Already have an HDTV display and surround sound? Now all your living room needs is a home-theater PC--a system that combines DVR capabilities, DVD playback, and media library management into a single, living-room-friendly box. That's the S1Digital Media Center Platinum HDTV Edition (MCP for short) in a nutshell. Designed to fit right into your entertainment center, the MCP uses Windows XP Media Center Edition 2005 to deliver multituner TV recording, including over-the-air HDTV. It also comes with a multimedia keyboard for couch potatoes, a graphics card that can handle moderate gaming chores, and several handy Media Center extras. At $2,499, the MCP costs $500 more than the similarly configured HP z555, but it doesn't come close to the $5,000-plus price tags of other high-end Media Center PCs we've tested.
The S1Digital Media Center Platinum comes in black or a silver metallic finish. It's a big box, about the size of a 200-disc CD changer, but it's no wider than a standard stereo component, so it should fit into your A/V setup without a problem. However, you may have trouble seeing the front-face LED status screen from your couch; it's mounted so far behind the bezel, the screen is impossible to read unless you have a straight-on view.
A spring-loaded metal door on the case front hides a media card reader, two USB 2.0 ports, a FireWire port, and headphone and microphone jacks. Unfortunately, the latter aren't labeled, nor are the myriad of ports on the rear of the system, though S1Digital does supply a handy diagram that identifies everything. Another page illustrates various speaker hookup configurations. The company doesn't supply speakers or monitors--the idea being that you'll integrate the system with your existing display and sound setup.
Most users should find the core specs--a Pentium 4 640 CPU, 1GB of RAM, and a 320GB hard drive--more than sufficient. The Media Center Platinum also includes a middle-of-the-road Nvidia GeForce 6600 GT graphics card and the obligatory dual-layer DVD burner. The only upgrade options when ordering the system directly from the vendor's Web site are the choice of a silver or black case and an optional second 360GB hard drive. S1Digital will, however, customize a system for you on request.

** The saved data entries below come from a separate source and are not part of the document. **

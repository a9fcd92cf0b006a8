//! Name bookkeeping for a single generation run

use std::collections::{HashMap, HashSet};

use crate::generation::GenerationError;
use crate::generation::ir::{EnumDef, EnumMember};
use crate::generation::naming;
use crate::generation::sanitizers::unique_identifier;

/// Records every generated function and class name together with the origin
/// that claimed it. Functions and classes live in separate namespaces.
#[derive(Debug, Default)]
pub struct NameRegistry {
    functions: HashMap<String, String>,
    types: HashMap<String, String>,
}

impl NameRegistry {
    pub fn new() -> Self {
        Self::default()
    }

    /// Claim a function name. Claiming the same name twice from one origin is
    /// a no-op; a second origin fails with `FunctionNameCollision`.
    pub fn claim_function(&mut self, name: &str, origin: &str) -> Result<(), GenerationError> {
        claim(&mut self.functions, name, origin).map_err(|first| {
            GenerationError::FunctionNameCollision {
                name: name.to_string(),
                first,
                second: origin.to_string(),
            }
        })
    }

    /// Claim a class name for a model or an enum
    pub fn claim_type(&mut self, name: &str, origin: &str) -> Result<(), GenerationError> {
        claim(&mut self.types, name, origin).map_err(|first| GenerationError::ModelNameCollision {
            name: name.to_string(),
            first,
            second: origin.to_string(),
        })
    }

    pub fn has_type(&self, name: &str) -> bool {
        self.types.contains_key(name)
    }

    pub fn has_function(&self, name: &str) -> bool {
        self.functions.contains_key(name)
    }
}

fn claim(claims: &mut HashMap<String, String>, name: &str, origin: &str) -> Result<(), String> {
    match claims.get(name) {
        Some(first) if first == origin => Ok(()),
        Some(first) => Err(first.clone()),
        None => {
            claims.insert(name.to_string(), origin.to_string());
            Ok(())
        }
    }
}

/// Deduplicating store of enum definitions.
///
/// Enums are indexed by name and by the (field name, members) pair they were
/// declared with, so identical field enums on different models collapse into
/// the first definition seen.
#[derive(Debug, Default)]
pub struct EnumRegistry {
    enums: Vec<EnumDef>,
    by_name: HashMap<String, usize>,
    by_field: HashMap<(String, String), usize>,
}

impl EnumRegistry {
    pub fn new() -> Self {
        Self::default()
    }

    /// Register the enum of `field` on `owner`, returning the enum name to use
    pub fn register_field_enum(
        &mut self,
        owner: &str,
        field: &str,
        values: &[serde_json::Value],
        names: &mut NameRegistry,
    ) -> Result<String, GenerationError> {
        let key = (field.to_string(), members_key(values));
        if let Some(&index) = self.by_field.get(&key) {
            let name = self.enums[index].name.clone();
            tracing::debug!(enum_name = %name, model = %owner, field = %field, "Reusing enum");
            return Ok(name);
        }

        let name = naming::enum_name(owner, field);
        let index = self.register(&name, values, &format!("enum {owner}.{field}"), names)?;
        self.by_field.insert(key, index);
        Ok(name)
    }

    /// Register a component schema that is itself a string enum
    pub fn register_named(
        &mut self,
        name: &str,
        values: &[serde_json::Value],
        origin: &str,
        names: &mut NameRegistry,
    ) -> Result<String, GenerationError> {
        self.register(name, values, origin, names)?;
        Ok(name.to_string())
    }

    fn register(
        &mut self,
        name: &str,
        values: &[serde_json::Value],
        origin: &str,
        names: &mut NameRegistry,
    ) -> Result<usize, GenerationError> {
        if let Some(&index) = self.by_name.get(name) {
            let existing = &self.enums[index];
            let existing_values: Vec<serde_json::Value> =
                existing.values().into_iter().cloned().collect();
            if existing_values == values {
                return Ok(index);
            }
            return Err(GenerationError::EnumCollision {
                name: name.to_string(),
                first: members_key(&existing_values),
                second: members_key(values),
            });
        }

        names.claim_type(name, origin)?;
        let mut taken = HashSet::new();
        let members = values
            .iter()
            .map(|value| EnumMember {
                identifier: unique_identifier(&naming::enum_member_identifier(value), &mut taken),
                value: value.clone(),
            })
            .collect();
        self.enums.push(EnumDef {
            name: name.to_string(),
            members,
        });
        let index = self.enums.len() - 1;
        self.by_name.insert(name.to_string(), index);
        tracing::debug!(enum_name = %name, "Registered enum");
        Ok(index)
    }

    pub fn get(&self, name: &str) -> Option<&EnumDef> {
        self.by_name.get(name).map(|&index| &self.enums[index])
    }

    pub fn len(&self) -> usize {
        self.enums.len()
    }

    pub fn is_empty(&self) -> bool {
        self.enums.is_empty()
    }

    /// Enum definitions in registration order
    pub fn into_enums(self) -> Vec<EnumDef> {
        self.enums
    }
}

fn members_key(values: &[serde_json::Value]) -> String {
    serde_json::Value::Array(values.to_vec()).to_string()
}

The Media Center Platinum's performance matched that of our other high-end Media Centers: the Creature Scylla S301, which has a 2.4GHz Athlon 64 3800+, and the Niveus Denali, powered by a 3.2GHz Pentium 4 540. All three systems scored virtually identically on CNET Labs' SysMark 2004 benchmarks. On 3D gaming tests, the Media Center Platinum's GeForce 6600 GT card turned in a very playable 59.1 frames per second in our 1,024x768 Half-Life 2 tests, 5 percent faster than the ultraexpensive Niveus Denali, which uses the same graphics card, but 10 percent slower than the Creature Scylla S301 and the gaming-oriented Dell XPS 600, both of which have a Nvidia GeForce 7800 GTX card for added graphics muscle.
In our less formal DVR tests, we found we could record one TV channel and watch another without so much as a hiccup in service. And TV quality was definitely above average, thanks to the high-quality Hauppauge PVR-500MCE tuner card. A TV signal can be input via S-Video, coaxial, or composite RCA cables from your set-top box. Video outputs are standard--DVI, VGA, component, and S-Video. We would have liked to have seen a set of standard component outputs; instead, a proprietary component dongle is supplied. The single HDTV tuner is a DVICO Fusion 5, but you'll have to supply your own HD antenna to pull in a signal. Audio options include S/PDIF and 7.1 analog outputs, FM coax line in, and two sets of stereo RCA inputs.